More Details on The Effect Of Epidural on The Progress of The Labor

Epidural analgesia minimally lengthens labor and does not increase the risk of cesarean delivery

 

Pregnant women commonly pose questions such as "Does epidural prolong my labor?" " Do I have increased chances of forceps delivery?" These are simple questions but with a very complex answer. The influence of epidural analgesia on the course of labor continues to generate a debate within the anesthesia community and even more so outside of it. The literature is divided on this issue. Obstetricians, midwives, lay labor personnel, patients, hospital administrators, insurance executives, media reporters, and health care policy makers are all participating in this debate. Despite lack of evidence to support their claims, a vocal minority indict epidural analgesia to be an important cause of cesarean delivery.

There are several confounding factors that prevents the scientific community to determine a real answer to this apparently simple question. Some of them are as follows.

  • Ethical issues

A major factor involves ethical issues.  An ideal study (prospective double blind randomized study) would necessitate women coming for childbirth randomly to be divided into two groups. One would receive epidural for childbirth and the other would not.  However, today, it is unethical to deny epidural anesthesia to a woman who requests this type of pain relief.  Moreover, obstetricians may request epidural analgesia when they encounter a possible difficult labor in a woman. Even if women were randomly allocated to each of the two groups, initially, at the beginning of the study, there is a possibility that women can cross over to the epidural group from the I.V method due to inadequate pain relief during the course of the labor. Ethically, one can not deny this request for the sake of a study. 

  • Inability to perform blinded studies:  

Ideally, the evaluators in a study should be blinded to the method of analgesia to eliminate bias. Insurmountable problem is posed by the practical impossibility of blinding patients, obstetricians, nurses, and anesthesiologists to the presence or absence of a functional epidural block.  Because of proceeding with operative delivery is ultimately a subjective, clinical decision made by the obstetrician, the absence of masking may be important. Obstetricians and midwives may not treat their patients with epidural analgesia the same way that they treat those without it.  For example, forceps-assisted delivery may be more common among patients with epidural analgesia, partly because obstetricians know their patients will be comfortable and have relaxed pelvic musculature for the procedure. 

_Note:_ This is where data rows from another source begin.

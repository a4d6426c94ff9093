//! Carve a random perfect maze and find the shortest way through it
//!
//! Mazes are grown with a randomized variant of Prim's algorithm: starting
//! from one open cell, walls bordering the open region are opened one at a
//! time, but only when they touch exactly one open cell. The open cells thus
//! always form a tree. The shortest route between two cells is then found
//! with A* under the Manhattan-distance heuristic.
//!
//! # Examples
//! ## Generate and solve
//! ```
//! use prim_maze::MazeGenerator;
//!
//! let mut generator = MazeGenerator::new(15, 31, Some(7)).unwrap();
//! generator.generate();
//!
//! let path = generator.solve().unwrap();
//! assert_eq!(path.first(), Some(&generator.start().unwrap()));
//! assert_eq!(path.last(), Some(&generator.end().unwrap()));
//! println!("{}", generator.maze().render_path(&path));
//! ```
//!
//! ## Solve a hand-drawn maze
//! ```
//! use prim_maze::{pathfinder, Maze};
//!
//! let maze = Maze::parse(concat!(
//!     "S  #\n",
//!     "## #\n",
//!     "E   ",
//! ))
//! .unwrap();
//! let path = pathfinder::search(&maze, maze.start().unwrap(), maze.end().unwrap()).unwrap();
//! assert_eq!(path.len(), 7);
//! ```

use std::fmt;

use itertools::Itertools;

mod error;
pub mod maze_generator;
pub mod pathfinder;

pub use error::Error;
pub use maze_generator::{Layout, MazeGenerator};

/// Location in the maze
#[derive(PartialEq, Eq, Hash, PartialOrd, Ord, Clone, Copy, Debug)]
pub struct Point {
    pub row: usize,
    pub col: usize,
}

impl Point {
    pub const fn new(row: usize, col: usize) -> Self {
        Self { row, col }
    }

    /// Number of orthogonal steps between two points, ignoring walls
    pub fn manhattan(self, other: Point) -> usize {
        self.row.abs_diff(other.row) + self.col.abs_diff(other.col)
    }

    /// Orthogonal neighbours inside a `rows` × `cols` grid.
    ///
    /// Yielded in the order up, down, left, right.
    pub fn neighbors(self, rows: usize, cols: usize) -> impl Iterator<Item = Point> {
        let Point { row, col } = self;
        [
            row.checked_sub(1).map(|r| Point::new(r, col)),
            Some(Point::new(row + 1, col)),
            col.checked_sub(1).map(|c| Point::new(row, c)),
            Some(Point::new(row, col + 1)),
        ]
        .into_iter()
        .flatten()
        .filter(move |p| p.row < rows && p.col < cols)
    }

    /// The cell diametrically opposite in a `rows` × `cols` grid
    pub fn reflect(self, rows: usize, cols: usize) -> Point {
        Point::new(rows - 1 - self.row, cols - 1 - self.col)
    }
}

impl fmt::Display for Point {
    fn fmt(&self, f: &mut fmt::Formatter<'_>) -> fmt::Result {
        write!(f, "({}, {})", self.row, self.col)
    }
}

/// State of a single grid cell
#[derive(PartialEq, Eq, Clone, Copy, Debug)]
pub enum Cell {
    Wall,
    Open,
}

/// Read-only walkability view of a rectangular grid.
///
/// This is all the pathfinder needs, so any caller-owned grid can be searched.
pub trait Grid {
    fn rows(&self) -> usize;

    fn cols(&self) -> usize;

    /// Whether `point` can be stepped on. Out-of-bounds points never can.
    fn is_walkable(&self, point: Point) -> bool;

    fn contains(&self, point: Point) -> bool {
        point.row < self.rows() && point.col < self.cols()
    }
}

/// Rectangular grid of walls and open cells, with optional start and end
#[derive(Clone, Debug, PartialEq, Eq)]
pub struct Maze {
    rows: usize,
    cols: usize,
    /// Row-major cell states
    cells: Vec<Cell>,
    start: Option<Point>,
    end: Option<Point>,
}

impl Maze {
    const S_WALL: char = '#';
    const S_OPEN: char = ' ';
    const S_PATH: char = '.';
    const S_START: char = 'S';
    const S_END: char = 'E';

    /// Grid of `rows` × `cols` cells, all set to `cell`.
    ///
    /// Both dimensions must be positive and the cell count must fit in a
    /// single allocation.
    pub fn filled(rows: usize, cols: usize, cell: Cell) -> Result<Self, Error> {
        let len = rows
            .checked_mul(cols)
            .filter(|&len| len > 0 && len <= isize::MAX as usize)
            .ok_or(Error::InvalidDimensions { rows, cols })?;
        Ok(Self {
            rows,
            cols,
            cells: vec![cell; len],
            start: None,
            end: None,
        })
    }

    /// Parse maze from its text representation.
    ///
    /// `#` is a wall, a space or `.` is open, `S` and `E` are open cells
    /// marking the start and the end. All rows must have the same length,
    /// and each marker may appear at most once.
    ///
    /// # Examples
    /// ```
    /// use prim_maze::{Grid, Maze, Point};
    ///
    /// let maze = Maze::parse("S #\n# E").unwrap();
    /// assert_eq!((maze.rows(), maze.cols()), (2, 3));
    /// assert_eq!(maze.start(), Some(Point::new(0, 0)));
    /// assert!(!maze.is_walkable(Point::new(0, 2)));
    /// ```
    pub fn parse(text: &str) -> Result<Self, Error> {
        let lines: Vec<&str> = text.lines().collect();
        let cols = lines.first().map_or(0, |line| line.chars().count());
        let mut maze = Self::filled(lines.len(), cols, Cell::Wall)?;

        for (row, line) in lines.iter().enumerate() {
            let found = line.chars().count();
            if found != cols {
                return Err(Error::RaggedRow {
                    row,
                    expected: cols,
                    found,
                });
            }
            for (col, symbol) in line.chars().enumerate() {
                let point = Point::new(row, col);
                let cell = match symbol {
                    Self::S_WALL => Cell::Wall,
                    Self::S_OPEN | Self::S_PATH => Cell::Open,
                    Self::S_START | Self::S_END => {
                        let marker = if symbol == Self::S_START {
                            &mut maze.start
                        } else {
                            &mut maze.end
                        };
                        if marker.replace(point).is_some() {
                            return Err(Error::DuplicateMarker { symbol, row, col });
                        }
                        Cell::Open
                    }
                    symbol => return Err(Error::UnexpectedSymbol { symbol, row, col }),
                };
                maze.cells[row * cols + col] = cell;
            }
        }
        Ok(maze)
    }

    fn index(&self, point: Point) -> Result<usize, Error> {
        if self.contains(point) {
            Ok(point.row * self.cols + point.col)
        } else {
            Err(Error::OutOfBounds {
                point,
                rows: self.rows,
                cols: self.cols,
            })
        }
    }

    pub fn cell(&self, point: Point) -> Result<Cell, Error> {
        Ok(self.cells[self.index(point)?])
    }

    pub fn set(&mut self, point: Point, cell: Cell) -> Result<(), Error> {
        let idx = self.index(point)?;
        self.cells[idx] = cell;
        Ok(())
    }

    /// Number of open cells
    pub fn open_cells(&self) -> usize {
        self.cells.iter().filter(|&&c| c == Cell::Open).count()
    }

    pub fn start(&self) -> Option<Point> {
        self.start
    }

    pub fn end(&self) -> Option<Point> {
        self.end
    }

    pub(crate) fn mark(&mut self, start: Point, end: Point) {
        self.start = Some(start);
        self.end = Some(end);
    }

    /// Reset every cell to `cell` and drop the markers
    pub(crate) fn fill(&mut self, cell: Cell) {
        self.cells.fill(cell);
        self.start = None;
        self.end = None;
    }

    /// Open `point`, if it lies inside the grid
    pub(crate) fn open(&mut self, point: Point) {
        if let Ok(idx) = self.index(point) {
            self.cells[idx] = Cell::Open;
        }
    }

    /// Text representation with `path` drawn over the open cells.
    ///
    /// Start and end markers take precedence over path glyphs. Points outside
    /// the grid are ignored.
    pub fn render_path(&self, path: &[Point]) -> String {
        let mut symbols: Vec<char> = self
            .cells
            .iter()
            .map(|cell| match cell {
                Cell::Wall => Self::S_WALL,
                Cell::Open => Self::S_OPEN,
            })
            .collect();

        for idx in path.iter().filter_map(|&p| self.index(p).ok()) {
            symbols[idx] = Self::S_PATH;
        }
        for (marker, symbol) in [(self.start, Self::S_START), (self.end, Self::S_END)] {
            if let Some(idx) = marker.and_then(|p| self.index(p).ok()) {
                symbols[idx] = symbol;
            }
        }

        symbols
            .chunks(self.cols)
            .map(|row| row.iter().join(""))
            .join("\n")
    }
}

impl Grid for Maze {
    fn rows(&self) -> usize {
        self.rows
    }

    fn cols(&self) -> usize {
        self.cols
    }

    fn is_walkable(&self, point: Point) -> bool {
        matches!(self.cell(point), Ok(Cell::Open))
    }
}

impl fmt::Display for Maze {
    fn fmt(&self, f: &mut fmt::Formatter<'_>) -> fmt::Result {
        f.write_str(&self.render_path(&[]))
    }
}
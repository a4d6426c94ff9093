//! Typed maze errors.
//!
//! An unreachable end cell is not an error: [`crate::pathfinder::search`]
//! reports it as an empty path.

use std::fmt;

use crate::Point;

/// Failure of a grid, generator or search call.
#[derive(Debug, Clone, PartialEq, Eq)]
pub enum Error {
    /// A grid needs at least one row and one column, and no more cells than
    /// fit in memory.
    InvalidDimensions { rows: usize, cols: usize },
    /// Coordinate outside `[0, rows) × [0, cols)`.
    OutOfBounds {
        point: Point,
        rows: usize,
        cols: usize,
    },
    /// Start or end requested before [`crate::MazeGenerator::generate`].
    NotGenerated,
    /// Unknown character in a text maze.
    UnexpectedSymbol { symbol: char, row: usize, col: usize },
    /// Second `S` or `E` in a text maze.
    DuplicateMarker { symbol: char, row: usize, col: usize },
    /// Text maze row whose length differs from the first row.
    RaggedRow {
        row: usize,
        expected: usize,
        found: usize,
    },
}

impl fmt::Display for Error {
    fn fmt(&self, f: &mut fmt::Formatter<'_>) -> fmt::Result {
        match self {
            Self::InvalidDimensions { rows, cols } => {
                write!(
                    f,
                    "invalid maze dimensions {rows}x{cols}, both must be positive and the grid must fit in memory"
                )
            }
            Self::OutOfBounds { point, rows, cols } => {
                write!(f, "{point} is outside the {rows}x{cols} grid")
            }
            Self::NotGenerated => write!(f, "maze has not been generated yet"),
            Self::UnexpectedSymbol { symbol, row, col } => {
                write!(f, "unexpected character `{symbol}` at row={row}, col={col}")
            }
            Self::DuplicateMarker { symbol, row, col } => {
                write!(f, "second `{symbol}` marker at row={row}, col={col}")
            }
            Self::RaggedRow {
                row,
                expected,
                found,
            } => write!(
                f,
                "row {row} has {found} cells, expected {expected} like the first row"
            ),
        }
    }
}

impl std::error::Error for Error {}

  • Personality differences among women who seek epidural versus who do not:

This is another factor that makes this issue very complex and probably invalidate retrospective studies (studying the outcome of women who received the type of anesthesia based on their choice rather than random allocation). There are inherent differences in the women who seek epidural anesthesia from those who do not. Woman who select epidural analgesia in labor are frequently nulliparous (first baby), tend to come to the hospital earlier in labor,  have their baby much higher in the abdomen, have a big baby, and may have a slow labor itself.  All of these factors contribute towards increasing the duration of labor with or without epidural analgesia.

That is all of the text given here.